## Assignment:
Your answer must consist of exactly the lines below, starting with the line with "pub fn from_score(score: i32)" and going on through the line with "score >= -100", and nothing else.

## Material to process:
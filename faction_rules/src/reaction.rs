//! Discrete reaction and standing scales derived from alignment and reputation.
//!
//! Two presentations of the same ordered idea at different granularity:
//! [`Reaction`] is the seven-step NPC-facing scale used by dialogue and
//! service pricing, [`ReputationLevel`] is the nine-step faction-facing
//! standing used by commerce and status displays.

use serde::{Deserialize, Serialize};

/// Seven-step NPC-facing reaction scale, -3 (Hostile) to +3 (Devoted).
#[derive(
    Debug, Clone, Copy, PartialEq, Eq, PartialOrd, Ord, Hash, Serialize, Deserialize, Default,
)]
pub enum Reaction {
    Hostile,
    Unfriendly,
    Distrustful,
    #[default]
    Neutral,
    Friendly,
    Helpful,
    Devoted,
}

impl Reaction {
    /// Clamp a raw reaction total into the scale.
    pub fn from_total(total: i32) -> Self {
        match total {
            i32::MIN..=-3 => Reaction::Hostile,
            -2 => Reaction::Unfriendly,
            -1 => Reaction::Distrustful,
            0 => Reaction::Neutral,
            1 => Reaction::Friendly,
            2 => Reaction::Helpful,
            _ => Reaction::Devoted,
        }
    }

    /// Position on the -3..=+3 scale.
    pub fn value(&self) -> i32 {
        match self {
            Reaction::Hostile => -3,
            Reaction::Unfriendly => -2,
            Reaction::Distrustful => -1,
            Reaction::Neutral => 0,
            Reaction::Friendly => 1,
            Reaction::Helpful => 2,
            Reaction::Devoted => 3,
        }
    }

    /// Price/service multiplier applied by merchants and service NPCs.
    pub fn service_modifier(&self) -> f32 {
        match self {
            Reaction::Hostile => 3.0,
            Reaction::Unfriendly => 1.5,
            Reaction::Distrustful => 1.2,
            Reaction::Neutral => 1.0,
            Reaction::Friendly => 0.9,
            Reaction::Helpful => 0.8,
            Reaction::Devoted => 0.7,
        }
    }
}

impl std::fmt::Display for Reaction {
    fn fmt(&self, f: &mut std::fmt::Formatter<'_>) -> std::fmt::Result {
        write!(f, "{self:?}")
    }
}

/// Nine-step faction standing scale, Hated up to Legendary.
#[derive(
    Debug, Clone, Copy, PartialEq, Eq, PartialOrd, Ord, Hash, Serialize, Deserialize, Default,
)]
pub enum ReputationLevel {
    Hated,
    Despised,
    Disliked,
    Unfriendly,
    #[default]
    Neutral,
    Liked,
    Respected,
    Revered,
    Legendary,
}

impl ReputationLevel {
    /// Classify a raw faction score. Breakpoints are inclusive lower bounds.
    pub fn from_score(score: i32) -> Self {
        if score >= 100 {
            ReputationLevel::Legendary
        } else if score >= 75 {
            ReputationLevel::Revered
        } else if score >= 50 {
            ReputationLevel::Respected
        } else if score >= 25 {
            ReputationLevel::Liked
        } else if score >= -25 {
            ReputationLevel::Neutral
        } else if score >= -50 {
            ReputationLevel::Unfriendly
        } else if score >= -75 {
            ReputationLevel::Disliked
        } else if score >= -100 {
            ReputationLevel::Despised
        } else {
            ReputationLevel::Hated
        }
    }

    /// Price multiplier for merchant transactions at this standing.
    pub fn price_modifier(&self) -> f32 {
        match self {
            ReputationLevel::Legendary => 0.5,
            ReputationLevel::Revered => 0.7,
            ReputationLevel::Respected => 0.8,
            ReputationLevel::Liked => 0.9,
            ReputationLevel::Neutral => 1.0,
            ReputationLevel::Unfriendly => 1.2,
            ReputationLevel::Disliked => 1.5,
            ReputationLevel::Despised => 2.0,
            ReputationLevel::Hated => 3.0,
        }
    }
}

impl std::fmt::Display for ReputationLevel {
    fn fmt(&self, f: &mut std::fmt::Formatter<'_>) -> std::fmt::Result {
        write!(f, "{self:?}")
    }
}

## Solved problem:
    pub fn from_score(score: i32) -> Self {
        if score >= 100 {
            ReputationLevel::Legendary
        } else if score >= 75 {
            ReputationLevel::Revered
        } else if score >= 50 {
            ReputationLevel::Respected
        } else if score >= 25 {
            ReputationLevel::Liked
        } else if score >= -25 {
            ReputationLevel::Neutral
        } else if score >= -50 {
            ReputationLevel::Unfriendly
        } else if score >= -75 {
            ReputationLevel::Disliked
        } else if score >= -100 {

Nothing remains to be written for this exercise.